ねこねこ幼女の愛情ごはん〜異世界でもふもふ達に料理を作ります!〜8
「そんな、ゲートから魔物が逆流してくるだなんて……ありえない事態だ」

 鹿の青年は眉根を寄せた難しい顔をしながら、ゲートから飛び出て襲いかかってくる魔物を倒した。

「ピーターさん、この魔物はなんですか? 狼っぽいけれど身体が凍っていて、固いですね」

「はっ、はい、こいつらはフロストウルフという魔物です。身体が固く、一頭ならさほど脅威ではないのですが、このように動きが素早く、群れをなして襲ってくるので厄介な相手なんです」

 すでに冒険者たちに百頭以上が魔石に変えられているのに、フロストウルフがまだゲートから溢れるように出てくる。

 素早く数頭を倒したフェアリナは、美しい瞳を光らせて「フロストウルフ、ですか」と低く呟いた。

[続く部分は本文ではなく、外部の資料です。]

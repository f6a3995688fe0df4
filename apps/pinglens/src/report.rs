use crate::live::TargetContext;
use anyhow::{anyhow, Result};
use pinglens_model::TargetSummary;
use pinglens_render::{format_rtt_line, format_stats_line};
use serde::Serialize;
use std::fs;
use std::io::{self, Write};
use std::path::Path;
use std::path::PathBuf;
use std::time::{SystemTime, UNIX_EPOCH};

pub const SUMMARY_VERSION: u32 = 1;

#[derive(Debug, Serialize)]
pub struct RunSummary {
    pub version: u32,
    pub started_at_utc: String,
    pub finished_at_utc: String,
    pub rounds: u64,
    pub interval_secs: f64,
    pub percentile: f64,
    pub exit_threshold: f64,
    pub targets: Vec<TargetSummary>,
}

/// Per-target statistics block, in registration order.
pub fn print_report<W: Write>(out: &mut W, contexts: &[TargetContext], percentile: f64) -> io::Result<()> {
    for ctx in contexts {
        let stats = &ctx.stats;
        writeln!(out)?;
        writeln!(out, "--- {} ping statistics ---", ctx.host)?;
        writeln!(
            out,
            "{}",
            format_stats_line(
                stats.sent(),
                stats.received(),
                stats.packet_loss_pct(),
                stats.latency_total()
            )
        )?;
        if stats.received() > 0 {
            if let Some(rtt) = stats.rtt_summary(percentile) {
                writeln!(out, "{}", format_rtt_line(&rtt))?;
            }
        }
    }
    out.flush()
}

pub fn failure_count(contexts: &[TargetContext], threshold: f64) -> usize {
    contexts
        .iter()
        .filter(|ctx| ctx.exceeds_failure_threshold(threshold))
        .count()
}

pub fn exit_status(failures: usize) -> i32 {
    failures.min(255) as i32
}

pub fn write_json<T: Serialize>(path: &Path, value: &T) -> Result<()> {
    let json = serde_json::to_vec_pretty(value)?;
    atomic_write(path, &json)
}

fn atomic_write(path: &Path, data: &[u8]) -> Result<()> {
    let parent = path.parent().unwrap_or_else(|| Path::new("."));
    if !parent.as_os_str().is_empty() {
        fs::create_dir_all(parent)
            .map_err(|err| anyhow!("failed to create output directory {:?}: {}", parent, err))?;
    }

    let tmp_path = temp_path(path);
    let mut file = fs::File::create(&tmp_path)
        .map_err(|err| anyhow!("failed to create temp file {:?}: {}", tmp_path, err))?;
    file.write_all(data)
        .map_err(|err| anyhow!("failed to write temp file {:?}: {}", tmp_path, err))?;
    file.sync_all()
        .map_err(|err| anyhow!("failed to sync temp file {:?}: {}", tmp_path, err))?;

    if let Err(err) = fs::rename(&tmp_path, path) {
        let _ = fs::remove_file(&tmp_path);
        return Err(anyhow!("failed to replace summary {:?}: {}", path, err));
    }

    Ok(())
}

fn temp_path(path: &Path) -> PathBuf {
    let parent = path.parent().unwrap_or_else(|| Path::new("."));
    let file_name = path
        .file_name()
        .and_then(|name| name.to_str())
        .unwrap_or("summary");
    let stamp = SystemTime::now()
        .duration_since(UNIX_EPOCH)
        .unwrap_or_default()
        .as_nanos();
    parent.join(format!(".{}.part-{}-{}", file_name, std::process::id(), stamp))
}

#[cfg(test)]
mod tests {
    use super::*;
    use pinglens_probe::TargetInfo;

    fn context(index: usize, host: &str, latencies: &[Option<f64>]) -> TargetContext {
        let mut ctx = TargetContext::new(
            index,
            TargetInfo {
                name: host.to_string(),
                address: format!("192.0.2.{}", index + 1),
            },
            1.0,
        );
        for latency in latencies {
            ctx.stats.observe(*latency);
        }
        ctx
    }

    #[test]
    fn report_lists_targets_in_order() {
        let contexts = vec![
            context(0, "a.example", &[Some(10.0), Some(20.0)]),
            context(1, "b.example", &[None, None]),
        ];
        let mut out = Vec::new();
        print_report(&mut out, &contexts, 50.0).unwrap();
        let text = String::from_utf8(out).unwrap();
        let lines: Vec<&str> = text.lines().collect();
        assert_eq!(
            lines,
            vec![
                "",
                "--- a.example ping statistics ---",
                "2 packets transmitted, 2 received, 0.00% packet loss, time 30.0ms",
                "rtt min/avg/50%/max/sdev = 10.000/15.000/11/20.000/7.071 ms",
                "",
                "--- b.example ping statistics ---",
                "2 packets transmitted, 0 received, 100.00% packet loss, time 0.0ms",
            ]
        );
    }

    #[test]
    fn exit_status_counts_failing_targets() {
        let contexts = vec![
            context(0, "a.example", &[Some(1.0), None]),
            context(1, "b.example", &[None, None]),
            context(2, "c.example", &[Some(1.0), Some(1.0)]),
        ];
        assert_eq!(failure_count(&contexts, 0.0), 2);
        assert_eq!(failure_count(&contexts, 0.5), 1);
        assert_eq!(failure_count(&contexts, 1.0), 0);
        assert_eq!(exit_status(3), 3);
        assert_eq!(exit_status(1000), 255);
    }

    #[test]
    fn summary_is_written_atomically() {
        let dir = std::env::temp_dir().join(format!("pinglens-report-{}", std::process::id()));
        let path = dir.join("nested").join("summary.json");
        let summary = RunSummary {
            version: SUMMARY_VERSION,
            started_at_utc: "2026-01-01T00:00:00Z".to_string(),
            finished_at_utc: "2026-01-01T00:00:05Z".to_string(),
            rounds: 5,
            interval_secs: 1.0,
            percentile: 95.0,
            exit_threshold: 1.0,
            targets: vec![context(0, "a.example", &[Some(4.0)]).summary(95.0)],
        };

        write_json(&path, &summary).unwrap();

        let value: serde_json::Value = serde_json::from_slice(&fs::read(&path).unwrap()).unwrap();
        assert_eq!(value["rounds"], 5);
        assert_eq!(value["targets"][0]["host"], "a.example");
        assert_eq!(value["targets"][0]["rtt"]["percentile_ms"], 5.0);
        let leftovers: Vec<_> = fs::read_dir(path.parent().unwrap())
            .unwrap()
            .filter_map(|entry| entry.ok())
            .filter(|entry| entry.file_name().to_string_lossy().contains(".part-"))
            .collect();
        assert!(leftovers.is_empty());
        let _ = fs::remove_dir_all(&dir);
    }
}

「これがミメット姉さんに風邪をひかせた、フロストウルフ……しかも、毛皮が凍っていて全然モフモフしていない……許さない、モフモフでないモフモフなんて絶対に許さない……この世界から殲滅すべきだわ……」

 フェンリルは思わず「ちょっ、一番気にするところはそこか!」と突っ込み、自分の尻尾がモフモフであることを確認して「よし」と頷いた。